Cholinergic deafferentation exacerbates seizure-induced loss of somatostatin-immunoreactive neurons in the rat hippocampus

Abstract

The loss of somatostatin-immunoreactive neurons and the sprouting of mossy fibers are typical histopathological abnormalities in the hippocampus in experimental and human temporal lobe epilepsy. To investigate whether the development of seizure-induced alterations is regulated by the subcortical afferent pathways to the hippocampus, we lesioned cholinergic, noradrenergic or serotonergic afferent pathways in rats two days after seizures were induced with kainate. Two months later, somatostatin-immunoreactive neurons were counted in the hilus to assess the severity of neuronal damage. Mossy fiber sprouting was analysed from adjacent Timm-stained sections. Kainate-induced seizures caused a loss of hilar somatostatin-immunoreactive neurons in the septal end of the hippocampus, where 63% of the somatostatin-immunoreactive neurons survived. Even more severe damage was found in the temporal end of the hippocampus (only 21% surviving).
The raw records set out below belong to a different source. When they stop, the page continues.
//! Core data model: `Track`, `MatchCandidate`, `MatchResult`, and the
//! processing state machine.
//!
//! **Grounded on:** `wkmp-ai/src/models/import_result.rs` and
//! `wkmp-ai/src/db/files.rs` for the shape of a scanned-file record, and
//! `wkmp-ai/src/services/confidence_assessor.rs` for the candidate /
//! decision split.

use std::path::PathBuf;

use serde::{Deserialize, Serialize};
use uuid::Uuid;

/// Existing embedded tags, each field optional since the whole point of the
/// pipeline is to handle files missing some or all of them.
#[derive(Debug, Clone, Default, PartialEq, Serialize, Deserialize)]
pub struct ExistingTags {
    pub artist: Option<String>,
    pub title: Option<String>,
    pub album: Option<String>,
    pub year: Option<u32>,
    pub track_number: Option<u32>,
    pub disc_number: Option<u32>,
    pub album_artist: Option<String>,
    pub genre: Option<String>,
}

/// An opaque acoustic fingerprint plus the duration used to extract it.
#[derive(Debug, Clone, PartialEq, Serialize, Deserialize)]
pub struct Fingerprint {
    pub data: String,
    pub duration_seconds: f64,
}

/// Track processing state machine.
///
/// `pending -> fingerprinted -> resolved -> classified ->
/// {applied | queued_for_review | unmatched | failed}`. The four tail
/// states are terminal and persisted; on restart, tracks in a terminal
/// state for the same batch id are skipped (resume, §4.1 phase 1).
#[derive(Debug, Clone, Copy, PartialEq, Eq, Serialize, Deserialize)]
#[serde(rename_all = "snake_case")]
pub enum ProcessingState {
    Pending,
    Fingerprinted,
    Resolved,
    Classified,
    Applied,
    QueuedForReview,
    Unmatched,
    Failed,
}

impl ProcessingState {
    /// Terminal states are the ones skipped by the resume filter.
    pub fn is_terminal(self) -> bool {
        matches!(
            self,
            ProcessingState::Applied
                | ProcessingState::QueuedForReview
                | ProcessingState::Unmatched
                | ProcessingState::Failed
        )
    }
}

/// Classification tier assigned by the Confidence Scorer.
#[derive(Debug, Clone, Copy, PartialEq, Eq, Serialize, Deserialize)]
#[serde(rename_all = "snake_case")]
pub enum Tier {
    AutoApply,
    Review,
    Manual,
    Unmatched,
}

/// Which oracle produced a candidate; used as the tie-break after score.
#[derive(Debug, Clone, Copy, PartialEq, Eq, PartialOrd, Ord, Serialize, Deserialize)]
#[serde(rename_all = "snake_case")]
pub enum Provenance {
    Fingerprint,
    Archive,
    TagFallback,
}

/// A proposed identity for a track, with per-factor similarity scores.
#[derive(Debug, Clone, PartialEq, Serialize, Deserialize)]
pub struct MatchCandidate {
    pub artist: Option<String>,
    pub title: Option<String>,
    pub album: Option<String>,
    pub year: Option<u32>,
    pub track_number: Option<u32>,
    pub disc_number: Option<u32>,
    /// Opaque oracle handle (e.g. MusicBrainz release MBID).
    pub release_id: Option<String>,
    pub cover_art_handle: Option<String>,
    pub fingerprint_similarity: f64,
    pub title_similarity: f64,
    pub artist_similarity: f64,
    /// Duration in seconds as reported by the oracle, if any; `0.0` means
    /// unknown (the scorer treats this candidate's duration factor as
    /// uninformative rather than as a duration of zero).
    pub candidate_duration_seconds: f64,
    pub album_consistency: f64,
    pub provenance: Provenance,
}

impl MatchCandidate {
    /// A minimal candidate synthesized from existing tags / filename when
    /// every oracle returns nothing (§4.3 step 4).
    pub fn from_tags_fallback(tags: &ExistingTags, filename_stem: &str) -> Self {
        Self {
            artist: tags.artist.clone(),
            title: tags
                .title
                .clone()
                .or_else(|| Some(filename_stem.to_string())),
            album: tags.album.clone(),
            year: tags.year,
            track_number: tags.track_number,
            disc_number: tags.disc_number,
            release_id: None,
            cover_art_handle: None,
            fingerprint_similarity: 0.0,
            title_similarity: 0.0,
            artist_similarity: 0.0,
            candidate_duration_seconds: 0.0,
            album_consistency: 0.0,
            provenance: Provenance::TagFallback,
        }
    }
}

/// A Track's resolved candidates plus the scorer's verdict.
#[derive(Debug, Clone, Default, Serialize, Deserialize)]
pub struct MatchResult {
    /// Descending by aggregate score; ties broken by provenance priority
    /// then title similarity (see `sort_candidates`).
    pub candidates: Vec<(MatchCandidate, u8)>,
    pub chosen_index: Option<usize>,
    pub classification: Option<Tier>,
}

/// Sort candidates per the invariant in §3: descending aggregate score,
/// ties broken by provenance priority then title similarity.
pub fn sort_candidates(candidates: &mut [(MatchCandidate, u8)]) {
    candidates.sort_by(|(ca, sa), (cb, sb)| {
        sb.cmp(sa)
            .then_with(|| ca.provenance.cmp(&cb.provenance))
            .then(
                cb.title_similarity
                    .partial_cmp(&ca.title_similarity)
                    .unwrap_or(std::cmp::Ordering::Equal),
            )
    });
}

/// A scanned audio file moving through the pipeline.
#[derive(Debug, Clone, Serialize, Deserialize)]
pub struct Track {
    pub batch_id: Uuid,
    pub source_path: PathBuf,
    pub size_bytes: u64,
    pub container_format: String,
    pub duration_seconds: Option<f64>,
    pub existing_tags: ExistingTags,
    pub fingerprint: Option<Fingerprint>,
    pub state: ProcessingState,
    pub last_error: Option<String>,
    pub match_result: Option<MatchResult>,
    pub destination_path: Option<PathBuf>,
}

impl Track {
    pub fn new(batch_id: Uuid, source_path: PathBuf, size_bytes: u64, container_format: String) -> Self {
        Self {
            batch_id,
            source_path,
            size_bytes,
            container_format,
            duration_seconds: None,
            existing_tags: ExistingTags::default(),
            fingerprint: None,
            state: ProcessingState::Pending,
            last_error: None,
            match_result: None,
            destination_path: None,
        }
    }

    /// The title used for similarity scoring when no tag is present: the
    /// filename stem, per §4.4's normalization rule.
    pub fn title_or_filename_stem(&self) -> String {
        self.existing_tags.title.clone().unwrap_or_else(|| {
            self.source_path
                .file_stem()
                .map(|s| s.to_string_lossy().to_string())
                .unwrap_or_default()
        })
    }
}

/// Cross-track context the scorer needs for the album-consistency factor:
/// for each release handle, how many other tracks in the batch chose it as
/// their top candidate.
#[derive(Debug, Clone, Default)]
pub struct BatchContext {
    pub track_count: usize,
    pub top_candidate_release_counts: std::collections::HashMap<String, usize>,
}

#[cfg(test)]
mod tests {
    use super::*;

    #[test]
    fn terminal_states_are_classified_correctly() {
        assert!(ProcessingState::Applied.is_terminal());
        assert!(ProcessingState::Failed.is_terminal());
        assert!(!ProcessingState::Pending.is_terminal());
        assert!(!ProcessingState::Fingerprinted.is_terminal());
    }

    #[test]
    fn candidates_sort_by_score_then_provenance_then_title_similarity() {
        let high = MatchCandidate {
            title_similarity: 0.5,
            provenance: Provenance::Archive,
            ..MatchCandidate::from_tags_fallback(&ExistingTags::default(), "x")
        };
        let low = MatchCandidate {
            title_similarity: 0.9,
            provenance: Provenance::Fingerprint,
            ..MatchCandidate::from_tags_fallback(&ExistingTags::default(), "x")
        };
        let mut candidates = vec![(high.clone(), 80), (low.clone(), 90)];
        sort_candidates(&mut candidates);
        assert_eq!(candidates[0].1, 90);

        // Tie on score: lower provenance value (Fingerprint) wins.
        let mut tied = vec![(high.clone(), 80), (low.clone(), 80)];
        sort_candidates(&mut tied);
        assert_eq!(tied[0].0.provenance, Provenance::Fingerprint);
    }
}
Cholinergic deafferentation of the hippocampus (using 192-Ig G–saporin) decreased the overall number of hilar somatostatin-immunoreactive neurons. In control rats that did not receive kainate, 87% (septal end) and 74% (temporal end) of the hilar somatostatin-immunoreactive neurons remained after cholinergic deafferentation. Moreover, seizure-induced damage to hilar somatostatin-immunoreactive neurons was further exacerbated by 192-Ig G–saporin, with only 35% of the neurons remaining in the septal end and 14% in the temporal end of the hippocampus. Noradrenergic [using N-(2-chloroethyl)- N-ethyl-2-bromobenzylamine] or serotonergic (using 5,7-dihydroxytryptamine) lesions did not affect the number of hilar somatostatin-immunoreactive neurons either in control or in kainate-treated rats. The severity and distribution of seizure-induced mossy fiber sprouting were also not affected by any of the lesions. These data suggest that various subcortical afferent pathways may differentially modulate seizure-induced damage to the hippocampus. Damage to cholinergic neurons results in the loss of hilar somatostatin-immunoreactive neurons and exacerbates the seizure-induced loss of somatostatin-immunoreactive neurons.